• **Brief**
A word-for-word transcription of all the data is required.

• **Records supplied**
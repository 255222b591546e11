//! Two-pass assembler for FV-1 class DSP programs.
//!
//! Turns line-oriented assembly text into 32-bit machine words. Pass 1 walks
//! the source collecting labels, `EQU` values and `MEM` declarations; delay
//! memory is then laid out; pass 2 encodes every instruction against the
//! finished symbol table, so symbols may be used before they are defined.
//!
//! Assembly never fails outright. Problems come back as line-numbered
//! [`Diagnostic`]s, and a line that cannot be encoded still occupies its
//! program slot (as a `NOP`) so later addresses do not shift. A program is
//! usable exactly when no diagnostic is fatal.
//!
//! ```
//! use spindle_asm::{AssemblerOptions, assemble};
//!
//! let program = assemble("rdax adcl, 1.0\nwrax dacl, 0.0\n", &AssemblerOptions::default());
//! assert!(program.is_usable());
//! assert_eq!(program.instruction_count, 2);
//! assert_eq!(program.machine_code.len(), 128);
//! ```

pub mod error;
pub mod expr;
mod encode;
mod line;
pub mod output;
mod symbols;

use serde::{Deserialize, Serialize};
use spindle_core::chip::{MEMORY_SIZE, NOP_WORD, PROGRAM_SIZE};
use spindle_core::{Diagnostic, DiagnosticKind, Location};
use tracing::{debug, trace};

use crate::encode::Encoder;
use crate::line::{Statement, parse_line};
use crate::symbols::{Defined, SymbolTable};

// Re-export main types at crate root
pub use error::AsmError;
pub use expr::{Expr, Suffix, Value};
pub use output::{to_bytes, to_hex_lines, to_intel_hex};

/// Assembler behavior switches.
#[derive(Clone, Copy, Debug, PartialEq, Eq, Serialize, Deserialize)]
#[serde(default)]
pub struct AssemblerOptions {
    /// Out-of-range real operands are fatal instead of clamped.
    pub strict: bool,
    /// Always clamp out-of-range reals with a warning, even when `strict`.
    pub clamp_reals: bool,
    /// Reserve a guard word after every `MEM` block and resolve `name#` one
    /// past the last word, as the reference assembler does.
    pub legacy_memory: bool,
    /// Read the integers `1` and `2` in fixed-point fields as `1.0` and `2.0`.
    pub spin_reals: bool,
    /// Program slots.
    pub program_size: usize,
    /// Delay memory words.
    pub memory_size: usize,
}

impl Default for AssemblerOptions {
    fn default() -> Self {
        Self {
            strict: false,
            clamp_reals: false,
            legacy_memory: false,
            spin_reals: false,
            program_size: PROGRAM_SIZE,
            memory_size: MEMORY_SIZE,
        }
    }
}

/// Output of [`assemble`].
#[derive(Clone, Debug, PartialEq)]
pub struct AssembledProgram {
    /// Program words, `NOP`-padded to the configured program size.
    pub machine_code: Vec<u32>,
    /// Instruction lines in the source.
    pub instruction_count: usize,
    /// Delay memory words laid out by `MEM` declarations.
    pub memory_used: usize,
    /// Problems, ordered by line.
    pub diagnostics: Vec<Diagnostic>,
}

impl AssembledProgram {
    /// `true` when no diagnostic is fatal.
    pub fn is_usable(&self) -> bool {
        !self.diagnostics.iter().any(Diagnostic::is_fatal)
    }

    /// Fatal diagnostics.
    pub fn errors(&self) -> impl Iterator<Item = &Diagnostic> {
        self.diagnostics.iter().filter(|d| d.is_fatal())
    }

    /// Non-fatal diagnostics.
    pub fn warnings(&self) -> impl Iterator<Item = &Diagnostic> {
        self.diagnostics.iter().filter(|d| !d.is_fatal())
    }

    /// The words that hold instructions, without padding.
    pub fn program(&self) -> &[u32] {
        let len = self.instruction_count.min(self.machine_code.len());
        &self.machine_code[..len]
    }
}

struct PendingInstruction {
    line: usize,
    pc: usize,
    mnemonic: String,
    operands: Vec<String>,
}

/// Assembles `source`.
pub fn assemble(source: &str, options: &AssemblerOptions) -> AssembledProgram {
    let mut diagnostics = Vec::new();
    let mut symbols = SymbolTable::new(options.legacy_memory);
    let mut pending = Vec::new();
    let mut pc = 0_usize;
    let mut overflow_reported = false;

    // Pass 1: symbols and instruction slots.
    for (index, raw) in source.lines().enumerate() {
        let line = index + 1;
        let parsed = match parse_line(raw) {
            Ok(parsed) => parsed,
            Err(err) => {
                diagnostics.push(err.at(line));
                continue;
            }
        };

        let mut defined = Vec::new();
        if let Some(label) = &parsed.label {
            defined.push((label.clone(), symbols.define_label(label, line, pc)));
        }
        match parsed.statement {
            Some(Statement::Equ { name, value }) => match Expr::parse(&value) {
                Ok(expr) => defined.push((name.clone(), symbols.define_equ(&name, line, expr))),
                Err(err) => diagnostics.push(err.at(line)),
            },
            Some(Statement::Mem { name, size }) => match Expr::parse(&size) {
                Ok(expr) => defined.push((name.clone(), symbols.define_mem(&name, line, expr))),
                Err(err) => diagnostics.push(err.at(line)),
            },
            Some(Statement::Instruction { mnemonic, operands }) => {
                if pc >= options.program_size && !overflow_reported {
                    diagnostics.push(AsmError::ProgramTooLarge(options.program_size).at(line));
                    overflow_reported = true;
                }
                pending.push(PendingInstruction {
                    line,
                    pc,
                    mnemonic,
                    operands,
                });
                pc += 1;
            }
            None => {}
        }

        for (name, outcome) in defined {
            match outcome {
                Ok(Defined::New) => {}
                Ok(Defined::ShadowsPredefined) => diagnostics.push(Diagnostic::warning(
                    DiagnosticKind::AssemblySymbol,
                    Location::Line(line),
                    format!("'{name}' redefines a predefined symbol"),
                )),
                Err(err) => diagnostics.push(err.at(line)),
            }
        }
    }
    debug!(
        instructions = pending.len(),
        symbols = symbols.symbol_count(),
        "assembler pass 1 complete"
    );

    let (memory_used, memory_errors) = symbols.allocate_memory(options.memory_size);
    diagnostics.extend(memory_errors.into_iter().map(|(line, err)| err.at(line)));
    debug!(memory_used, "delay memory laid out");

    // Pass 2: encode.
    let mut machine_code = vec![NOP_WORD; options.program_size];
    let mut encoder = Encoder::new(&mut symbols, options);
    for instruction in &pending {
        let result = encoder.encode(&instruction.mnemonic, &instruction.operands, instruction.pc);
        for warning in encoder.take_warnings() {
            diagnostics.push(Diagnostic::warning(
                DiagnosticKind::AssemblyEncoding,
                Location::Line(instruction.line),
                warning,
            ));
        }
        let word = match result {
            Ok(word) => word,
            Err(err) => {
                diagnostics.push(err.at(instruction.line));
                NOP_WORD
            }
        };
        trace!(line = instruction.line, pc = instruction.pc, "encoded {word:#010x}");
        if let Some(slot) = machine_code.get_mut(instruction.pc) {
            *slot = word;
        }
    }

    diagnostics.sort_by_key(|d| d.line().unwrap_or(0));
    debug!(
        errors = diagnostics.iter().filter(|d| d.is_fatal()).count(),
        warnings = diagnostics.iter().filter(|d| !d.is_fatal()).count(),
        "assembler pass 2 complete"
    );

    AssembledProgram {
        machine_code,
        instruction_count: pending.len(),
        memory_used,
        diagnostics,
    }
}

• **Answer below**
repository 255222b591546e11
//! Two-pass assembler for FV-1 class DSP programs.
//!
//! Turns line-oriented assembly text into 32-bit machine words. Pass 1 walks
//! the source collecting labels, `EQU` values and `MEM` declarations; delay
//! memory is then laid out; pass 2 encodes every instruction against the
//! finished symbol table, so symbols may be used before they are defined.
//!
//! Assembly never fails outright. Problems come back as line-numbered
//! [`Diagnostic`]s, and a line that cannot be encoded still occupies its
//! program slot (as a `NOP`) so later addresses do not shift. A program is
//! usable exactly when no diagnostic is fatal.
//!
//! ```
//! use spindle_asm::{AssemblerOptions, assemble};
//!
//! let program = assemble("rdax adcl, 1.0\nwrax dacl, 0.0\n", &AssemblerOptions::default());
//! assert!(program.is_usable());
//! assert_eq!(program.instruction_count, 2);
//! assert_eq!(program.machine_code.len(), 128);
//! ```

pub mod error;
pub mod expr;
mod encode;
mod line;
pub mod output;
mod symbols;

use serde::{Deserialize, Serialize};
use spindle_core::chip::{MEMORY_SIZE, NOP_WORD, PROGRAM_SIZE};
use spindle_core::{Diagnostic, DiagnosticKind, Location};
use tracing::{debug, trace};

use crate::encode::Encoder;
use crate::line::{Statement, parse_line};
use crate::symbols::{Defined, SymbolTable};

// Re-export main types at crate root
pub use error::AsmError;
pub use expr::{Expr, Suffix, Value};
pub use output::{to_bytes, to_hex_lines, to_intel_hex};

/// Assembler behavior switches.
#[derive(Clone, Copy, Debug, PartialEq, Eq, Serialize, Deserialize)]
#[serde(default)]
pub struct AssemblerOptions {
    /// Out-of-range real operands are fatal instead of clamped.
    pub strict: bool,
    /// Always clamp out-of-range reals with a warning, even when `strict`.
    pub clamp_reals: bool,
    /// Reserve a guard word after every `MEM` block and resolve `name#` one
    /// past the last word, as the reference assembler does.
    pub legacy_memory: bool,
    /// Read the integers `1` and `2` in fixed-point fields as `1.0` and `2.0`.
    pub spin_reals: bool,
    /// Program slots.
    pub program_size: usize,
    /// Delay memory words.
    pub memory_size: usize,
}

impl Default for AssemblerOptions {
    fn default() -> Self {
        Self {
            strict: false,
            clamp_reals: false,
            legacy_memory: false,
            spin_reals: false,
            program_size: PROGRAM_SIZE,
            memory_size: MEMORY_SIZE,
        }
    }
}

/// Output of [`assemble`].
#[derive(Clone, Debug, PartialEq)]
pub struct AssembledProgram {
    /// Program words, `NOP`-padded to the configured program size.
    pub machine_code: Vec<u32>,
    /// Instruction lines in the source.
    pub instruction_count: usize,
    /// Delay memory words laid out by `MEM` declarations.
    pub memory_used: usize,
    /// Problems, ordered by line.
    pub diagnostics: Vec<Diagnostic>,
}

impl AssembledProgram {
    /// `true` when no diagnostic is fatal.
    pub fn is_usable(&self) -> bool {
        !self.diagnostics.iter().any(Diagnostic::is_fatal)
    }

    /// Fatal diagnostics.
    pub fn errors(&self) -> impl Iterator<Item = &Diagnostic> {
        self.diagnostics.iter().filter(|d| d.is_fatal())
    }

    /// Non-fatal diagnostics.
    pub fn warnings(&self) -> impl Iterator<Item = &Diagnostic> {
        self.diagnostics.iter().filter(|d| !d.is_fatal())
    }

    /// The words that hold instructions, without padding.
    pub fn program(&self) -> &[u32] {
        let len = self.instruction_count.min(self.machine_code.len());
        &self.machine_code[..len]
    }
}

struct PendingInstruction {
    line: usize,
    pc: usize,
    mnemonic: String,
    operands: Vec<String>,
}

/// Assembles `source`.
pub fn assemble(source: &str, options: &AssemblerOptions) -> AssembledProgram {
    let mut diagnostics = Vec::new();
    let mut symbols = SymbolTable::new(options.legacy_memory);
    let mut pending = Vec::new();
    let mut pc = 0_usize;
    let mut overflow_reported = false;

    // Pass 1: symbols and instruction slots.
    for (index, raw) in source.lines().enumerate() {
        let line = index + 1;
        let parsed = match parse_line(raw) {
            Ok(parsed) => parsed,
            Err(err) => {
                diagnostics.push(err.at(line));
                continue;
            }
        };

        let mut defined = Vec::new();
        if let Some(label) = &parsed.label {
            defined.push((label.clone(), symbols.define_label(label, line, pc)));
        }
        match parsed.statement {
            Some(Statement::Equ { name, value }) => match Expr::parse(&value) {
                Ok(expr) => defined.push((name.clone(), symbols.define_equ(&name, line, expr))),
                Err(err) => diagnostics.push(err.at(line)),
            },
            Some(Statement::Mem { name, size }) => match Expr::parse(&size) {
                Ok(expr) => defined.push((name.clone(), symbols.define_mem(&name, line, expr))),
                Err(err) => diagnostics.push(err.at(line)),
            },
            Some(Statement::Instruction { mnemonic, operands }) => {
                if pc >= options.program_size && !overflow_reported {
                    diagnostics.push(AsmError::ProgramTooLarge(options.program_size).at(line));
                    overflow_reported = true;
                }
                pending.push(PendingInstruction {
                    line,
                    pc,
                    mnemonic,
                    operands,
                });
                pc += 1;
            }
            None => {}
        }

        for (name, outcome) in defined {
            match outcome {
                Ok(Defined::New) => {}
                Ok(Defined::ShadowsPredefined) => diagnostics.push(Diagnostic::warning(
                    DiagnosticKind::AssemblySymbol,
                    Location::Line(line),
                    format!("'{name}' redefines a predefined symbol"),
                )),
                Err(err) => diagnostics.push(err.at(line)),
            }
        }
    }
    debug!(
        instructions = pending.len(),
        symbols = symbols.symbol_count(),
        "assembler pass 1 complete"
    );

    let (memory_used, memory_errors) = symbols.allocate_memory(options.memory_size);
    diagnostics.extend(memory_errors.into_iter().map(|(line, err)| err.at(line)));
    debug!(memory_used, "delay memory laid out");

    // Pass 2: encode.
    let mut machine_code = vec![NOP_WORD; options.program_size];
    let mut encoder = Encoder::new(&mut symbols, options);
    for instruction in &pending {
        let result = encoder.encode(&instruction.mnemonic, &instruction.operands, instruction.pc);
        for warning in encoder.take_warnings() {
            diagnostics.push(Diagnostic::warning(
                DiagnosticKind::AssemblyEncoding,
                Location::Line(instruction.line),
                warning,
            ));
        }
        let word = match result {
            Ok(word) => word,
            Err(err) => {
                diagnostics.push(err.at(instruction.line));
                NOP_WORD
            }
        };
        trace!(line = instruction.line, pc = instruction.pc, "encoded {word:#010x}");
        if let Some(slot) = machine_code.get_mut(instruction.pc) {
            *slot = word;
        }
    }

    diagnostics.sort_by_key(|d| d.line().unwrap_or(0));
    debug!(
        errors = diagnostics.iter().filter(|d| d.is_fatal()).count(),
        warnings = diagnostics.iter().filter(|d| !d.is_fatal()).count(),
        "assembler pass 2 complete"
    );

    AssembledProgram {
        machine_code,
        instruction_count: pending.len(),
        memory_used,
        diagnostics,
    }
}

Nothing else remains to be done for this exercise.